Many of China's hundreds of national parks and nature reserves are offering scant protection to fragile ecosystems, as the country faces the worst pollution levels in its history, experts said.
The phenomenon of "paper parks" is increasingly common, as the vision that created these areas becomes increasingly snarled in political, economic, and bureaucratic priorities, according to Henan-based environmental activist Huo Daishan.
Local governments are adept at retaining control over areas given nominal "protection" under central government laws, he said.
"According to what we are seeing on the ground, and from what the NGOs are able to observe, there is a huge gulf between [laws protecting parks and reserves] and the local government's implementation of them," Huo said.
"One aspect is the failure to implement the provisions of the law on the ground, and the other issue is the question of vested interests," he said.
"There are always local interests bound up with protected areas."

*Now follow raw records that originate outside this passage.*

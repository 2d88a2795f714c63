//! Sandboxed file reader with character-based truncation.

use std::fs;

use tracing::{debug, instrument};

use crate::error::ToolError;
use crate::io::sandbox::Sandbox;

/// Appended after the first `max_chars` characters of an oversized file.
pub const TRUNCATION_MARKER: &str = "\n\n...[TRUNCATED]...";

/// Read a file under the root, replacing undecodable bytes.
///
/// Content longer than `max_chars` characters is cut to exactly `max_chars`
/// characters followed by [`TRUNCATION_MARKER`].
#[instrument(skip_all, fields(path = path, max_chars = max_chars))]
pub fn read_file(sandbox: &Sandbox, path: &str, max_chars: usize) -> Result<String, ToolError> {
    let resolved = sandbox.resolve(path)?;

    if !sandbox.extensions().allows(&resolved) {
        let suffix = resolved
            .extension()
            .map(|ext| format!(".{}", ext.to_string_lossy()))
            .unwrap_or_default();
        return Err(ToolError::ExtensionNotAllowed(suffix));
    }
    if !resolved.is_file() {
        return Err(ToolError::FileNotFound(resolved));
    }

    let bytes = fs::read(&resolved).map_err(|_| ToolError::FileNotFound(resolved.clone()))?;
    let text = String::from_utf8_lossy(&bytes);
    Ok(truncate_chars(&text, max_chars))
}

fn truncate_chars(text: &str, max_chars: usize) -> String {
    match text.char_indices().nth(max_chars) {
        Some((cut, _)) => {
            debug!(max_chars, "truncating file content");
            format!("{}{TRUNCATION_MARKER}", &text[..cut])
        }
        None => text.to_string(),
    }
}

#[cfg(test)]
mod tests {
    use super::*;
    use crate::io::sandbox::ExtensionSet;

    fn fixture() -> (tempfile::TempDir, Sandbox) {
        let temp = tempfile::tempdir().expect("tempdir");
        fs::write(temp.path().join("notes.txt"), "abcdefghijklmnopqrst").expect("write");
        fs::write(temp.path().join("image.png"), "png").expect("write");
        fs::create_dir_all(temp.path().join("dir.txt")).expect("mkdir");
        let sandbox = Sandbox::new(temp.path(), ExtensionSet::new(["txt"])).expect("sandbox");
        (temp, sandbox)
    }

    #[test]
    fn oversized_content_is_cut_with_marker() {
        let (_temp, sandbox) = fixture();
        let text = read_file(&sandbox, "notes.txt", 5).expect("read");
        assert_eq!(text, format!("abcde{TRUNCATION_MARKER}"));
    }

    #[test]
    fn content_at_limit_is_unmodified() {
        let (_temp, sandbox) = fixture();
        assert_eq!(
            read_file(&sandbox, "notes.txt", 20).expect("read"),
            "abcdefghijklmnopqrst"
        );
        assert_eq!(
            read_file(&sandbox, "notes.txt", 100).expect("read"),
            "abcdefghijklmnopqrst"
        );
    }

    #[test]
    fn truncation_counts_characters_not_bytes() {
        assert_eq!(truncate_chars("héllo wörld", 4), format!("héll{TRUNCATION_MARKER}"));
        assert_eq!(truncate_chars("héllo", 5), "héllo");
    }

    #[test]
    fn escape_is_access_denied() {
        let (_temp, sandbox) = fixture();
        let err = read_file(&sandbox, "../../etc/passwd", 100).unwrap_err();
        assert_eq!(err.kind(), "AccessDenied");
    }

    #[cfg(unix)]
    #[test]
    fn reads_the_file_the_filesystem_would_open() {
        let (temp, sandbox) = fixture();
        let root = temp.path();
        fs::create_dir_all(root.join("a/b")).expect("mkdir");
        fs::write(root.join("a/secret.txt"), "INSIDE_A").expect("write");
        fs::write(root.join("secret.txt"), "AT_ROOT").expect("write");
        std::os::unix::fs::symlink(root.join("a/b"), root.join("link")).expect("symlink");

        let text = read_file(&sandbox, "link/../secret.txt", 100).expect("read");
        assert_eq!(text, "INSIDE_A");
    }

    #[test]
    fn disallowed_extension_is_rejected() {
        let (_temp, sandbox) = fixture();
        let err = read_file(&sandbox, "image.png", 100).unwrap_err();
        assert_eq!(err.kind(), "ExtensionNotAllowed");
        assert!(err.to_string().contains(".png"));
    }

    #[test]
    fn missing_file_or_directory_is_not_found() {
        let (_temp, sandbox) = fixture();
        assert_eq!(
            read_file(&sandbox, "missing.txt", 100).unwrap_err().kind(),
            "FileNotFound"
        );
        assert_eq!(
            read_file(&sandbox, "dir.txt", 100).unwrap_err().kind(),
            "FileNotFound"
        );
    }
}
//! Step budget for the agent loop.

use anyhow::{Result, anyhow};

/// Fixed number of model calls allowed for one question.
#[derive(Debug, Clone, Copy, PartialEq, Eq)]
pub struct StepBudget {
    max_steps: u32,
    used: u32,
}

impl StepBudget {
    pub fn new(max_steps: u32) -> Result<Self> {
        if max_steps == 0 {
            return Err(anyhow!("max_steps must be > 0"));
        }
        Ok(Self { max_steps, used: 0 })
    }

    /// Consume one step. Returns the 1-indexed step number, or `None` once
    /// the budget is spent.
    pub fn next_step(&mut self) -> Option<u32> {
        if self.used >= self.max_steps {
            return None;
        }
        self.used += 1;
        Some(self.used)
    }

    pub fn used(&self) -> u32 {
        self.used
    }

    pub fn max_steps(&self) -> u32 {
        self.max_steps
    }
}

He said the process of designating a national park or nature reserve was influenced by the power of local officials at every stage.
"In the end, this entanglement ... this conflict between the designation of a protected area and local development interests, destroys the protected area," Huo added.
U.S.-based China scholar Li Hongkuan agreed.
"All of these national-level projects are proposed by people with vested interests in the first place," he said. "This happens a lot in China."
"And the moral quality of these people who initiate the projects is very low."
China currently has more than 2,500 protected natural areas, including more than 200 areas of outstanding natural beauty and 660 national parks.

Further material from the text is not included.